The 35-member presidential panel, which was created during the Reagan administration, makes recommendations to the White House on AIDS policy. It has been harshly critical in the past of the government's response to AIDS.

Thacker is a former Bob Jones University staffer who contracted the AIDS virus after his wife was infected by a blood transfusion. The Post reports that on his Web site and elsewhere, Thacker has called homosexuality a "death-style" rather than a lifestyle and said that "Christ can rescue the homosexual."

The newspaper also says that after word of his appointment was leaked in recent days, some controversial material disappeared from Thacker's Web site. The Post says earlier versions referring to the "gay plague," for example, were changed to simply "plague."

Thacker's selection was confirmed by administration officials speaking on condition of anonymity. An assistant to Thacker said he would have no comment until he is sworn in. Health and Human Services officials also declined to comment publicly.

Gay activists condemned the appointment. "This individual is an extremist ideologue who persecutes and demeans an entire class of people impacted by this disease," said Human Rights Campaign spokesman David Smith. "That type of person has no business advising the president of the United States on how the government should address the epidemic."

Smith called Thacker's views "more egregiously right-wing" than those of other panel members, and said that the deletions from Thacker's Web site were "an attempt to make him more palatable."

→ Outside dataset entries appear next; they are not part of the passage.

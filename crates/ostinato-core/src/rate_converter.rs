use ostinato_ports::engine::{EngineSpec, SynthEngine};
use ostinato_ports::resample::{
    ResampleError, Resampler, ResamplerFactory, ResamplerQuality, ResamplerSpec,
};
use ostinato_ports::sample::{NativeBuffer, NativeSliceMut};
use ostinato_ports::types::RateRatio;
use serde::Serialize;

#[derive(Clone, Copy, Debug, Default, PartialEq, Eq, Serialize)]
pub struct ConverterCounters {
    pub native_frames_pulled: u64,
    pub native_frames_consumed: u64,
    pub host_frames_produced: u64,
    pub resets: u32,
    pub faults: u32,
    pub last_fault: Option<&'static str>,
}

#[derive(Clone, Copy, Debug, PartialEq, Eq, Serialize)]
pub enum ConverterState {
    Running,
    Silent,
}

/// Pull-model adapter from the engine's native rate to the host rate.
///
/// Faults are only counted; `Session::log_render_faults` reports them from
/// the control thread.
pub struct RateConverter {
    resampler: Option<Box<dyn Resampler>>,
    // Set instead of dropping the resampler on the audio thread.
    disabled: bool,
    ratio: RateRatio,
    max_block_frames: usize,
    in_buffer_size: usize,
    native_scratch: NativeBuffer,
    input_l: Vec<f32>,
    input_r: Vec<f32>,
    input_len: usize,
    output_l: Vec<f32>,
    output_r: Vec<f32>,
    output_pos: usize,
    output_len: usize,
    recovering: bool,
    counters: ConverterCounters,
}

impl RateConverter {
    pub fn new(
        factory: &dyn ResamplerFactory,
        engine: EngineSpec,
        host_rate_hz: f64,
        quality: ResamplerQuality,
    ) -> Self {
        let ratio = RateRatio::new(f64::from(engine.native_rate_hz), host_rate_hz);
        let spec = ResamplerSpec {
            input_rate_hz: ratio.native_rate_hz,
            output_rate_hz: ratio.host_rate_hz,
            quality,
            max_output_frames: engine.max_block_frames,
        };
        Self::with_resampler(factory.create(spec), engine, ratio)
    }

    pub fn with_resampler(
        resampler: Result<Box<dyn Resampler>, ResampleError>,
        engine: EngineSpec,
        ratio: RateRatio,
    ) -> Self {
        let max_block_frames = engine.max_block_frames;
        let resampler = if max_block_frames == 0 {
            Err(ResampleError::Construction("engine declares a zero block size".to_string()))
        } else {
            resampler
        };
        let resampler = match resampler {
            Ok(resampler) => Some(resampler),
            Err(err) => {
                log::error!("rate converter disabled, output will be silent: {err}");
                None
            }
        };
        let (input_capacity, output_capacity) = resampler
            .as_ref()
            .map(|r| (r.input_frames_max() + max_block_frames, r.output_frames_max()))
            .unwrap_or((0, 0));

        Self {
            resampler,
            disabled: false,
            ratio,
            max_block_frames,
            in_buffer_size: max_block_frames,
            native_scratch: NativeBuffer::with_frames(engine.sample_format, max_block_frames),
            input_l: vec![0.0; input_capacity],
            input_r: vec![0.0; input_capacity],
            input_len: 0,
            output_l: vec![0.0; output_capacity],
            output_r: vec![0.0; output_capacity],
            output_pos: 0,
            output_len: 0,
            recovering: false,
            counters: ConverterCounters::default(),
        }
    }

    pub fn state(&self) -> ConverterState {
        if self.resampler.is_some() && !self.disabled {
            ConverterState::Running
        } else {
            ConverterState::Silent
        }
    }

    pub fn ratio(&self) -> RateRatio {
        self.ratio
    }

    pub fn counters(&self) -> ConverterCounters {
        self.counters
    }

    /// Writes exactly `length` frames into `buffer`, clamped to its capacity.
    pub fn get_output_samples(
        &mut self,
        engine: &mut dyn SynthEngine,
        mut buffer: NativeSliceMut<'_>,
        length: usize,
    ) {
        let length = length.min(buffer.frames());
        if self.state() == ConverterState::Silent {
            buffer.frame_range(0, length).mute();
            return;
        }

        let mut written = 0;
        while written < length {
            if self.output_pos == self.output_len {
                let remaining = length - written;
                self.in_buffer_size = (remaining as f64 * self.ratio.native_per_host + 0.5) as usize;
                if !self.refill(engine) {
                    buffer.frame_range(written, length).mute();
                    return;
                }
                continue;
            }

            let frames = (self.output_len - self.output_pos).min(length - written);
            let end = self.output_pos + frames;
            buffer
                .frame_range(written, written + frames)
                .write_float(&self.output_l[self.output_pos..end], &self.output_r[self.output_pos..end]);
            self.output_pos = end;
            written += frames;
            self.counters.host_frames_produced += frames as u64;
        }
    }

    // Returns false once the converter has gone silent.
    fn refill(&mut self, engine: &mut dyn SynthEngine) -> bool {
        if self.disabled {
            return false;
        }
        let needed = match self.resampler.as_ref() {
            Some(resampler) => resampler.input_frames_next(),
            None => return false,
        };
        if needed > self.input_l.len() {
            self.disable("resampler asked for more input than it declared");
            return false;
        }
        while self.input_len < needed {
            self.pull_input(engine);
        }

        let result = match self.resampler.as_mut() {
            Some(resampler) => resampler.process(
                [&self.input_l[..needed], &self.input_r[..needed]],
                [&mut self.output_l[..], &mut self.output_r[..]],
            ),
            None => return false,
        };

        self.input_l.copy_within(needed..self.input_len, 0);
        self.input_r.copy_within(needed..self.input_len, 0);
        self.input_len -= needed;
        self.counters.native_frames_consumed += needed as u64;

        match result {
            Ok(0) => self.recover("resampler produced no frames"),
            Ok(frames) => {
                self.output_pos = 0;
                self.output_len = frames.min(self.output_l.len());
                self.recovering = false;
                true
            }
            Err(err) => self.recover(err.fault()),
        }
    }

    // One reset per fault; a second fault before any output disables the converter.
    fn recover(&mut self, reason: &'static str) -> bool {
        self.counters.faults += 1;
        self.counters.last_fault = Some(reason);
        if self.recovering {
            self.disable("resampler failed again after reset");
            return false;
        }
        let reset = match self.resampler.as_mut() {
            Some(resampler) => resampler.reset(),
            None => return false,
        };
        match reset {
            Ok(()) => {
                self.recovering = true;
                self.counters.resets += 1;
                self.input_len = 0;
                self.output_pos = 0;
                self.output_len = 0;
                true
            }
            Err(err) => {
                self.disable(err.fault());
                false
            }
        }
    }

    fn disable(&mut self, reason: &'static str) {
        self.counters.last_fault = Some(reason);
        self.disabled = true;
        self.output_pos = 0;
        self.output_len = 0;
    }

    fn pull_input(&mut self, engine: &mut dyn SynthEngine) {
        let space = self.input_l.len() - self.input_len;
        let frames = self.in_buffer_size.clamp(1, self.max_block_frames).min(space);
        let mut block = self.native_scratch.frames_mut(frames);
        engine.render(block.reborrow());
        block.read_float(
            &mut self.input_l[self.input_len..],
            &mut self.input_r[self.input_len..],
        );
        self.input_len += frames;
        self.counters.native_frames_pulled += frames as u64;
    }
}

Carl Schmid, a Republican gay activist who worked for Mr. Bush in the 2000 campaign, told the Post he was disappointed that the administration disregarded warnings about Thacker and worried that his selection would overshadow the panel's work.

"We need to have a scientific-based approach to the problems of HIV-AIDS and not this radical agenda he's pushing," Schmid said. He also criticized Thacker's anti-gay tone and his abstinence-until marriage agenda.

"Abstinence-until-marriage does not help anyone in the gay community, because we can't get married," Schmid said. "If you are a gay youth, who is addressing your concerns?"

According to Thacker's biography on the Web site of the Scepter Institute, a nonprofit group that sells religious-based AIDS material, he is a graduate of Bob Jones University. President Bush caused an uproar during the 2000 campaign when he appeared at the South Carolina university, which until recently banned interracial dating.

Thacker gave two speeches at the school in September 2001, which focused, according to the Bob Jones Web site, on the "sin of homosexuality" and his family's struggle with AIDS.

"When he and his wife discovered in 1986 that they had contracted HIV, the most horrible thought was that it was a disease connected with the sin of homosexuality," according to the Web site's summary. "They didn't want anyone to think they were homosexual because they knew what the Bible said about homosexuality."

The commission's co-chairs professed to know little about Thacker. Co-chair Tom Coburn said he didn't know much about Thacker except that he is infected with the AIDS virus. He said Thacker's views on homosexuality were irrelevant to the panel's work.

Co-chair Louis W. Sullivan, HHS secretary under the first President Bush, said he only recently became aware of "the Thacker controversy" and wanted to talk to him before he was sworn in.